SOPHiA GENETICS Reports Q1 2026 Revenue of $21.7 Million, Net Loss of $19.3 Million, and Reaffirms 2026 Guidance

SOPH
May 05, 2026

SOPHiA GENETICS (Nasdaq: SOPH) reported first‑quarter 2026 revenue of $21.7 million, a 22% year‑over‑year increase, and a net loss of $19.3 million. The company posted a loss per share of $(0.27), missing the consensus estimate of $(0.23) by $0.04. The quarter also saw a record 108,000 genomic analyses performed on the SOPHiA DDM™ platform, underscoring strong demand for its AI‑driven precision‑medicine solution.

Gross margin for the quarter was 75.4%, slightly below the 75.7% margin recorded in the same period a year earlier. The modest decline reflects higher costs associated with expanding new applications and scaling the platform, while the overall margin level remains robust, indicating the company’s ability to maintain pricing power as it grows its customer base.

Management reaffirmed its full‑year 2026 guidance, maintaining revenue expectations of $92 million to $94 million and an adjusted EBITDA loss of $29 million to $32 million. The unchanged outlook signals confidence that the company’s growth trajectory will continue, even as it remains in a loss‑making phase while investing heavily in new product lines and market expansion.

The company faces several headwinds, including ongoing litigation with Guardant, Swiss franc foreign‑exchange translation pressure, and softness in Latin America. Tailwinds are driven by strong demand in the United States, growing interest in liquid biopsy and enhanced exome applications, and continued expansion into new customer segments, all of which support the company’s revenue growth and platform adoption.

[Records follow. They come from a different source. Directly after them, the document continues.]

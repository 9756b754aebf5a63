#![allow(missing_docs)]

use acidtag::config::{ParseOptions, WriteOptions, WritePolicy};
use acidtag::editor::{ChunkOrigin, edit_path};
use acidtag::error::{AcidError, ErrorKind};
use acidtag::riff::{FixedChunk, InstrumentRecord, RiffChunk, RiffContainer, TempoLoopRecord};
use acidtag::tagger::tag_from_filename;

use std::fs;
use std::io::Cursor;
use std::path::{Path, PathBuf};

use tempfile::TempDir;

// A mono 16-bit stream of `frames` frames, with a ramp so the samples can be verified
fn hound_wav(sample_rate: u32, frames: u32) -> Vec<u8> {
	let spec = hound::WavSpec {
		channels: 1,
		sample_rate,
		bits_per_sample: 16,
		sample_format: hound::SampleFormat::Int,
	};

	let mut bytes = Cursor::new(Vec::new());
	let mut writer = hound::WavWriter::new(&mut bytes, spec).unwrap();
	for i in 0..frames {
		writer.write_sample((i % 1000) as i16).unwrap();
	}
	writer.finalize().unwrap();

	bytes.into_inner()
}

fn write_sample(dir: &TempDir, name: &str, content: &[u8]) -> PathBuf {
	let path = dir.path().join(name);
	fs::write(&path, content).unwrap();
	path
}

fn read_container(path: &Path) -> RiffContainer {
	let mut file = fs::File::open(path).unwrap();
	RiffContainer::read_from(&mut file, ParseOptions::new()).unwrap()
}

fn ids(container: &RiffContainer) -> Vec<[u8; 4]> {
	container.iter().map(RiffChunk::id).collect()
}

#[test_log::test]
fn two_seconds_at_120_bpm() {
	let dir = tempfile::tempdir().unwrap();
	let path = write_sample(&dir, "Loop - 120 BPM.wav", &hound_wav(44100, 44100 * 2));

	let report = tag_from_filename(&path, ParseOptions::new(), WriteOptions::new())
		.unwrap()
		.unwrap();
	assert!(report.root_note.is_none());

	let tempo = report.tempo.unwrap().unwrap();
	assert_eq!(tempo.n_beats, 4);
	assert_eq!(tempo.origin, ChunkOrigin::Created);

	let container = read_container(&path);
	assert_eq!(ids(&container), vec![*b"fmt ", *b"data", *b"acid"]);

	let acid = TempoLoopRecord::parse(container.get(*b"acid").unwrap().content()).unwrap();
	assert_eq!(acid.n_beats, 4);
	assert_eq!(acid.tempo, 120.0);
	assert!(!acid.is_one_shot());
	assert!(acid.stretch());
}

#[test_log::test]
fn tagged_file_is_still_valid() {
	let dir = tempfile::tempdir().unwrap();
	let path = write_sample(&dir, "Keys - 95 BPM Bb Min.wav", &hound_wav(22050, 22050 * 3));

	tag_from_filename(&path, ParseOptions::new(), WriteOptions::new())
		.unwrap()
		.unwrap();

	let mut reader = hound::WavReader::open(&path).unwrap();
	assert_eq!(reader.spec().sample_rate, 22050);
	assert_eq!(reader.duration(), 22050 * 3);

	let samples = reader.samples::<i16>().map(Result::unwrap);
	assert!(samples.enumerate().all(|(i, s)| s == (i % 1000) as i16));
}

#[test_log::test]
fn unknown_chunk_keeps_its_position() {
	let stream = RiffContainer::read_from(
		&mut Cursor::new(hound_wav(8000, 8000)),
		ParseOptions::new(),
	)
	.unwrap();

	// fmt, LIST, data
	let mut chunks = stream.chunks().to_vec();
	let list = RiffChunk::new(*b"LIST", b"INFOISFT\x07\x00\x00\x00acidtag\x00".to_vec());
	chunks.insert(1, list.clone());
	let original = RiffContainer::new(chunks).to_bytes().unwrap();

	let dir = tempfile::tempdir().unwrap();
	let path = write_sample(&dir, "Hat - 140 BPM.wav", &original);

	tag_from_filename(&path, ParseOptions::new(), WriteOptions::new())
		.unwrap()
		.unwrap();

	let container = read_container(&path);
	assert_eq!(
		ids(&container),
		vec![*b"fmt ", *b"LIST", *b"data", *b"acid"]
	);
	assert_eq!(container.chunks()[1], list);

	// Everything before the appended chunk is untouched, aside from the RIFF size
	let tagged = fs::read(&path).unwrap();
	assert_eq!(&tagged[8..original.len()], &original[8..]);
}

#[test_log::test]
fn tagging_twice_is_idempotent() {
	let dir = tempfile::tempdir().unwrap();
	let path = write_sample(&dir, "Bass - 128 BPM (G#).wav", &hound_wav(48000, 48000 * 2));

	tag_from_filename(&path, ParseOptions::new(), WriteOptions::new())
		.unwrap()
		.unwrap();
	let once = fs::read(&path).unwrap();

	let report = tag_from_filename(&path, ParseOptions::new(), WriteOptions::new())
		.unwrap()
		.unwrap();
	assert_eq!(report.tempo.unwrap().unwrap().origin, ChunkOrigin::Existing);
	assert_eq!(report.root_note.unwrap().unwrap().origin, ChunkOrigin::Existing);

	assert_eq!(fs::read(&path).unwrap(), once);
}

#[test_log::test]
fn existing_chunks_are_updated_in_place() {
	let stream = RiffContainer::read_from(
		&mut Cursor::new(hound_wav(8000, 8000 * 2)),
		ParseOptions::new(),
	)
	.unwrap();

	// inst, acid, fmt, data
	let inst = InstrumentRecord {
		gain: 3,
		..InstrumentRecord::default()
	};
	let mut chunks = vec![
		inst.to_chunk().unwrap(),
		TempoLoopRecord::default().to_chunk().unwrap(),
	];
	chunks.extend_from_slice(stream.chunks());

	let dir = tempfile::tempdir().unwrap();
	let path = write_sample(
		&dir,
		"Lead - 90 BPM A Maj.wav",
		&RiffContainer::new(chunks).to_bytes().unwrap(),
	);

	tag_from_filename(&path, ParseOptions::new(), WriteOptions::new())
		.unwrap()
		.unwrap();

	let container = read_container(&path);
	assert_eq!(
		ids(&container),
		vec![*b"inst", *b"acid", *b"fmt ", *b"data"]
	);

	let inst = InstrumentRecord::parse(container.chunks()[0].content()).unwrap();
	assert_eq!(inst.unshifted_note, 0x45);
	assert_eq!(inst.gain, 3);

	let acid = TempoLoopRecord::parse(container.chunks()[1].content()).unwrap();
	assert_eq!(acid.n_beats, 3);
}

#[test_log::test]
fn skipped_files_are_not_opened() {
	let dir = tempfile::tempdir().unwrap();

	// Neither of these are valid WAV files, opening them would fail
	let not_wav = write_sample(&dir, "Loop - 120 BPM.mid", b"MThd");
	let no_tokens = write_sample(&dir, "Kick.wav", b"garbage");

	assert!(
		tag_from_filename(&not_wav, ParseOptions::new(), WriteOptions::new())
			.unwrap()
			.is_none()
	);
	assert!(
		tag_from_filename(&no_tokens, ParseOptions::new(), WriteOptions::new())
			.unwrap()
			.is_none()
	);

	assert_eq!(fs::read(&not_wav).unwrap(), b"MThd");
	assert_eq!(fs::read(&no_tokens).unwrap(), b"garbage");
}

#[test_log::test]
fn uppercase_extension() {
	let dir = tempfile::tempdir().unwrap();
	let path = write_sample(&dir, "Pad - E.WAV", &hound_wav(8000, 8000));

	let report = tag_from_filename(&path, ParseOptions::new(), WriteOptions::new())
		.unwrap()
		.unwrap();
	assert_eq!(report.root_note.unwrap().unwrap().unshifted_note, 0x40);
}

#[test_log::test]
fn malformed_file_is_left_alone() {
	let dir = tempfile::tempdir().unwrap();
	let path = write_sample(&dir, "Loop - 120 BPM.wav", b"RIFF\x08\x00\x00\x00WAVEfmt ");

	let err = tag_from_filename(&path, ParseOptions::new(), WriteOptions::new()).unwrap_err();
	assert!(matches!(err.kind(), ErrorKind::MalformedHeader(_)));

	assert_eq!(fs::read(&path).unwrap(), b"RIFF\x08\x00\x00\x00WAVEfmt ");
}

#[test_log::test]
fn truncated_file_is_left_alone() {
	let mut bytes = hound_wav(8000, 8000);
	bytes.truncate(bytes.len() - 100);

	let dir = tempfile::tempdir().unwrap();
	let path = write_sample(&dir, "Loop - 120 BPM.wav", &bytes);

	let err = tag_from_filename(&path, ParseOptions::new(), WriteOptions::new()).unwrap_err();
	assert!(matches!(err.kind(), ErrorKind::TruncatedChunk { .. }));

	assert_eq!(fs::read(&path).unwrap(), bytes);
}

#[test_log::test]
fn write_policy_on_disk() {
	let dir = tempfile::tempdir().unwrap();
	let original = hound_wav(8000, 8000);

	let fail = |policy| {
		let path = write_sample(&dir, "Sample.wav", &original);
		let result = edit_path(
			&path,
			ParseOptions::new(),
			WriteOptions::new().write_policy(policy),
			|editor| {
				let (inst, _) = editor.get_or_create_instrument_chunk()?;
				inst.set_root_note(4);
				Err::<(), _>(AcidError::new(ErrorKind::UnknownNoteName(String::from("X"))))
			},
		);
		assert!(result.is_err());

		read_container(&path)
	};

	assert!(!fail(WritePolicy::OnSuccess).contains(*b"inst"));

	let container = fail(WritePolicy::Always);
	let inst = InstrumentRecord::parse(container.get(*b"inst").unwrap().content()).unwrap();
	assert_eq!(inst.unshifted_note, 0x40);
}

"We started 2026 strong, delivering 22% year‑over‑year revenue growth and a record 108,000 genomic analyses on SOPHiA DDM™," said CEO Jurgi Camblong. "Demand for our platform continues to grow, as U.S. hospitals and laboratories increasingly look to launch AI‑powered precision medicine capabilities, and customers across the globe continue to show strong interest in new applications such as Liquid Biopsy and Enhanced Exomes."

Analysts highlighted the company’s robust revenue growth, record platform usage, and improving net dollar retention as key drivers of positive sentiment. The continued expansion of the U.S. customer base and the growing interest in new applications are seen as catalysts for future growth, reinforcing confidence in the company’s long‑term trajectory.